Abstract
TAK-242 (resatorvid), a small-molecule–specific inhibitor of Toll-like receptor (TLR) 4 signaling, inhibits the production of lipopolysaccharide-induced inflammatory mediators by binding to the intracellular domain of TLR4. Cys747 in TLR4 has been identified previously as the binding site of TAK-242. However, the mechanism by which TAK-242 inhibits TLR4 signaling after binding to TLR4 remains unknown. The present study demonstrated, using coimmunoprecipitation, that TAK-242 interferes with protein-protein interactions between TLR4 and its adaptor molecules. Among 10 different human TLRs, TAK-242 selectively bound to TLR4. The time course of the inhibitory effect of TAK-242 on inflammatory mediator production corresponded to that of the binding of TAK-242 to TLR4. TAK-242 inhibited the association of TLR4 with Toll/interleukin-1 receptor domain-containing adaptor protein (TIRAP) or Toll/interleukin-1 receptor domain-containing adaptor protein inducing interferon-β-related adaptor molecule (TRAM) in human embryonic kidney (HEK) 293 cells overexpressing TLR4, MD-2, and TIRAP or TRAM, respectively. TAK-242 inhibited the TIRAP-mediated activation of nuclear factor κB (NF-κB) and the TRAM-mediated activation of NF-κB and interferon-sensitive response element in HEK293 cells stably expressing TLR4, MD-2, and CD14. The activation of endogenous interleukin-1 receptor-associated kinase in RAW264.7 cells was also inhibited by TAK-242 treatment. These findings suggest that TAK-242 binds selectively to TLR4 and subsequently disrupts the interaction of TLR4 with adaptor molecules, thereby inhibiting TLR4 signal transduction and its downstream signaling events.
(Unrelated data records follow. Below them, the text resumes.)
//! How the runner prints pressures. Persisted with the session so a reloaded
//! run keeps the operator's units.

use bevy::prelude::*;
use bitcode::{Decode, Encode};
use save::SaveableAppExt;
use simulation::train::Train;
use simulation::units::{BrakeDisplayUnits, PressureUnit};
use simulation::Saveable;

#[derive(Resource, Debug, Clone, Copy, Default, PartialEq, Encode, Decode)]
pub struct DisplayPreferences {
    pub units: BrakeDisplayUnits,
    /// Print the per-car table after every status line.
    pub car_table: bool,
}

impl DisplayPreferences {
    pub fn metric(car_table: bool) -> Self {
        Self {
            units: BrakeDisplayUnits::metric(),
            car_table,
        }
    }

    pub fn status_lines(&self, tick: u64, train: &Train) -> Vec<String> {
        let mut lines = vec![format!(
            "[{tick:>6}] {} ({} cars)  {}",
            train.name,
            train.cars.len(),
            train.brake_status(&self.units)
        )];
        if self.car_table {
            lines.extend(
                train
                    .debug_status(&self.units)
                    .into_iter()
                    .map(|row| format!("         {}", row.join("  "))),
            );
        }
        lines
    }
}

impl Saveable for DisplayPreferences {
    const SAVE_KEY: &'static str = "display_preferences";

    fn save_to_bytes(&self) -> Option<Vec<u8>> {
        if *self == Self::default() {
            return None;
        }
        Some(bitcode::encode(self))
    }

    fn load_from_bytes(bytes: &[u8]) -> Self {
        simulation::decode_or_warn(Self::SAVE_KEY, bytes)
    }
}

pub struct DisplayPlugin {
    pub initial: DisplayPreferences,
}

impl Plugin for DisplayPlugin {
    fn build(&self, app: &mut App) {
        app.insert_resource(self.initial)
            .register_saveable::<DisplayPreferences>();
    }
}

/// Parse a unit name as typed on the command line.
pub fn parse_unit(name: &str) -> Option<PressureUnit> {
    match name.to_ascii_lowercase().as_str() {
        "psi" => Some(PressureUnit::Psi),
        "inhg" => Some(PressureUnit::InHg),
        "bar" => Some(PressureUnit::Bar),
        "kpa" => Some(PressureUnit::KPa),
        "kgf" | "kgf/cm2" => Some(PressureUnit::KgfPerCm2),
        _ => None,
    }
}

#[cfg(test)]
mod tests {
    use super::*;
    use simulation::test_harness::freight_consist;

    #[test]
    fn test_status_lines_include_car_table_on_request() {
        let train = freight_consist("freight", 2);
        let brief = DisplayPreferences::default().status_lines(30, &train);
        assert_eq!(brief.len(), 1);
        assert!(brief[0].contains("freight (3 cars)"), "{}", brief[0]);

        let table = DisplayPreferences {
            car_table: true,
            ..Default::default()
        }
        .status_lines(30, &train);
        assert_eq!(table.len(), 4);
    }

    #[test]
    fn test_default_preferences_are_not_saved() {
        assert!(DisplayPreferences::default().save_to_bytes().is_none());
        let metric = DisplayPreferences::metric(false);
        let bytes = metric.save_to_bytes().unwrap();
        assert_eq!(DisplayPreferences::load_from_bytes(&bytes), metric);
    }

    #[test]
    fn test_parse_unit_is_case_insensitive() {
        assert_eq!(parse_unit("KPa"), Some(PressureUnit::KPa));
        assert_eq!(parse_unit("BAR"), Some(PressureUnit::Bar));
        assert_eq!(parse_unit("atm"), None);
    }
}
This work proposes a novel paradigm of a small molecule capable of disrupting protein-protein interactions.
Footnotes
Article, publication date, and citation information can be found at http://molpharm.aspetjournals.org.
doi:10.1124/mol.110.068064.
↵ The online version of this article (available at http://molpharm.aspetjournals.org) contains supplemental material.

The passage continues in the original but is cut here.